Winery Marsovin1919 Gozo Superior

The 1919 Gozo Superior of Winery Marsovin is a red wine from the region of Malta.
This wine generally goes well with

Details and technical informations about Winery Marsovin's 1919 Gozo Superior.

Grape varieties
Region/Great wine region
Country
Style of wine
Allergens
Contains sulfites

Discover the grape variety: Dimiat

This variety is cultivated in practically all of Bulgaria, much more so in the region around the Black Sea. Among white varieties, it is still the most widely planted in this country, just ahead of rkatziteli. It is also found in the former Yugoslavia, Albania, Romania, Hungary, Turkey and Greece. It is believed to be the result of a natural intraspecific cross between coarna alba - a Romanian variety - and white gouais.

Informations about the Winery Marsovin

The winery offers 161 different wines.
Its wines get an average rating of 3.7.
It is in the top 150 of the best estates in the region
It is located in Malta

The Winery Marsovin is one of wineries to follow in Malta.. It offers 132 wines for sale in the of Malta to come and discover on site or to buy online.

Top wine Malta
In the top 300 of of Malta wines
In the top 200 of of Malta wines
In the top 450000 of red wines
In the top 900000 wines of the world

The wine region of Malta

The wine region of Malta of Malta.

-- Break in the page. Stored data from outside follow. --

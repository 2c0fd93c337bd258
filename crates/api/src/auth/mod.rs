//! Device authentication primitives.
//!
//! - [`password`] -- Argon2id hashing and verification of device API keys.
//! - [`jwt`] -- JWT generation and validation for logged-in devices.

pub mod jwt;
pub mod password;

Wineries and vineyards like the Domaine Marsovin or the Domaine Marsovin produce mainly wines red, white and pink. The most planted grape varieties in the region of Malta are Cabernet-Sauvignon, Merlot and Chardonnay, they are then used in wines in blends or as a single variety. On the nose of Malta often reveals types of flavors of cherry, black fruits or raspberry and sometimes also flavors of red cherry, toffee or microbio.

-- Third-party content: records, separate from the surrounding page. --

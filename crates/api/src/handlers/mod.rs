pub mod auth;
pub mod cough;
pub mod device;
pub mod image;
pub mod info;
pub mod offline;
pub mod voice;

use axum::body::Bytes;
use axum::extract::Multipart;

use crate::error::{AppError, AppResult};

/// A file pulled out of a multipart request.
#[derive(Debug)]
pub struct UploadedFile {
    /// File name as sent by the client.
    pub file_name: String,
    pub data: Bytes,
}

/// Read the file field called `field_name`, ignoring any other fields.
pub async fn read_file_field(multipart: &mut Multipart, field_name: &str) -> AppResult<UploadedFile> {
    while let Some(field) = multipart.next_field().await? {
        if field.name() != Some(field_name) {
            continue;
        }
        let file_name = field
            .file_name()
            .map(str::to_string)
            .ok_or_else(|| AppError::BadRequest(format!("{field_name} must be a file")))?;
        let data = field.bytes().await?;
        return Ok(UploadedFile { file_name, data });
    }
    Err(AppError::BadRequest(format!("Missing {field_name} field")))
}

The word of the wine: Draft liquor (champagne)

After blending, the wine is bottled with a liqueur de tirage (a mixture of sugar and wine) and a yeast (selected yeasts). The yeast attacks the sugar and creates carbon dioxide. The fermentation, which lasts about two months, is prolonged by an ageing period (15 months minimum in total). The bottle is capped (some rare vintages are capped with a staple and a cork).